Sarah Tyson Rorer, known in her books as Mrs. Rorer, was a prolific writer of cookery books in the late 1800's and early 1900's. Over 50 books and countless articles bear her byline.
Born in 1849, she spent a great deal of time with her father, Charles Tyson Heston, who was a pharmacist. In her father's laboratory she learned about chemistry and laboratory work methodology. She would use this interest in science in her writing on food. In 1871 Sarah married to William Albert Rorer and had three children, only two survived. Her curiosity never waned and in 1879 she enrolled in a cooking course at Philadelphia's New Century Club and soon she was teaching the classes. She was so successful that she started her own cooking school in 1882. The Philadelphia Cooking School not only offered cooking classes, it offered chemistry classes and classes on diets for both the healthy and infirmed.

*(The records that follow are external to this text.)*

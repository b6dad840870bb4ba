// SPDX-License-Identifier: MIT

//! Journal-derived performance metrics and the user/school leaderboard.

use crate::db::FirestoreDb;
use crate::error::{AppError, Result};
use crate::models::metrics::{compute_scores, JournalAverages};
use crate::models::PerformanceMetric;
use crate::services::leaderboard::{rank_standings, standing_from_snapshots, UserStanding};
use crate::time_utils::{format_utc_rfc3339, now_rfc3339, today_key};
use futures_util::{stream, StreamExt};

const MAX_CONCURRENT_DB_OPS: usize = 50;

/// Journal window for metric aggregation.
const JOURNAL_WINDOW_DAYS: i64 = 7;

/// Snapshots fetched per user for trend computation.
const TREND_SNAPSHOT_COUNT: u32 = 2;

/// Performance metric computation and ranking.
pub struct PerformanceService {
    db: FirestoreDb,
}

impl PerformanceService {
    pub fn new(db: FirestoreDb) -> Self {
        Self { db }
    }

    /// Compute today's performance snapshot from the last seven days of
    /// journal entries. Idempotent per (user, UTC day): recomputation
    /// overwrites the same document.
    pub async fn compute_metrics(&self, user_id: &str) -> Result<PerformanceMetric> {
        let cutoff =
            format_utc_rfc3339(chrono::Utc::now() - chrono::Duration::days(JOURNAL_WINDOW_DAYS));

        let entries = self.db.get_journal_entries_since(user_id, &cutoff).await?;
        let averages = JournalAverages::from_entries(&entries)
            .ok_or_else(|| AppError::Validation("no recent journal entries".to_string()))?;

        let (focus, effort, readiness, motivation, overall) = compute_scores(&averages);

        let metric = PerformanceMetric {
            user_id: user_id.to_string(),
            day: today_key(),
            focus,
            effort,
            readiness,
            motivation,
            performance_score: overall,
            sample_size: entries.len() as u32,
            computed_at: now_rfc3339(),
        };

        self.db.set_performance_metric(&metric).await?;

        tracing::debug!(
            user_id,
            score = overall,
            samples = metric.sample_size,
            "Performance metrics computed"
        );

        Ok(metric)
    }

    /// Leaderboard across users, optionally scoped to one school.
    ///
    /// For each candidate: the two most recent snapshots give the latest
    /// score and trend; users with no snapshots are excluded. Top 20 by
    /// latest score.
    pub async fn get_leaderboard(&self, school_id: Option<&str>) -> Result<Vec<UserStanding>> {
        let users = self.db.get_users(school_id).await?;

        let standings: Vec<Option<UserStanding>> = stream::iter(users)
            .map(|user| {
                let db = self.db.clone();
                async move {
                    let snapshots = db.get_recent_metrics(&user.id, TREND_SNAPSHOT_COUNT).await?;
                    Ok::<_, AppError>(standing_from_snapshots(
                        &user.id,
                        &user.display_name,
                        &snapshots,
                    ))
                }
            })
            .buffer_unordered(MAX_CONCURRENT_DB_OPS)
            .collect::<Vec<Result<Option<UserStanding>>>>()
            .await
            .into_iter()
            .collect::<Result<Vec<Option<UserStanding>>>>()?;

        Ok(rank_standings(standings.into_iter().flatten().collect()))
    }
}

Her fame spread as she began writing a column in Philadelphia's Table Talk magazine and in the national Ladies Home Journal. He first cookbook, Mrs. Rorer's Philadelphia Cook Book was published in 1886. She was a direct and pithy writer. She debunked popular thoughts on fish with this statement:
"Fish is not brain food, because no fishermen of my acquaintance are overly brilliant."She advocated no activity after a large meal, no fried foods, no food in the morning, and lots of fresh air.
Along with her full length manuscripts, she published a series of small, pamphlet-like books, among them, Fifteen New Ways for Oysters, published in 1894. It was just that -- 15 recipes for oysters. This is one of them:
Peel and cut short the stems from a pound of good sized mushrooms;put them in a baking pan, gills up; put a tiny bit of butter on each; sprinkle with salt and pepper. Run them in a hot oven for fifteen minutes; then pour in the pan about a gill of cream and one gill of oyster liquor that has been boiled and strained; bring to boiling point. Dish the mushrooms, cover them over with the oysters, add two tablespoons of sherry to sauce. Make it very hot and pour it over.
Mrs. Rorer was quite the writer and really needs a biography! There are a lot of Mrs. Rorer's books out there, so keep an eye out in dusty old bookstore!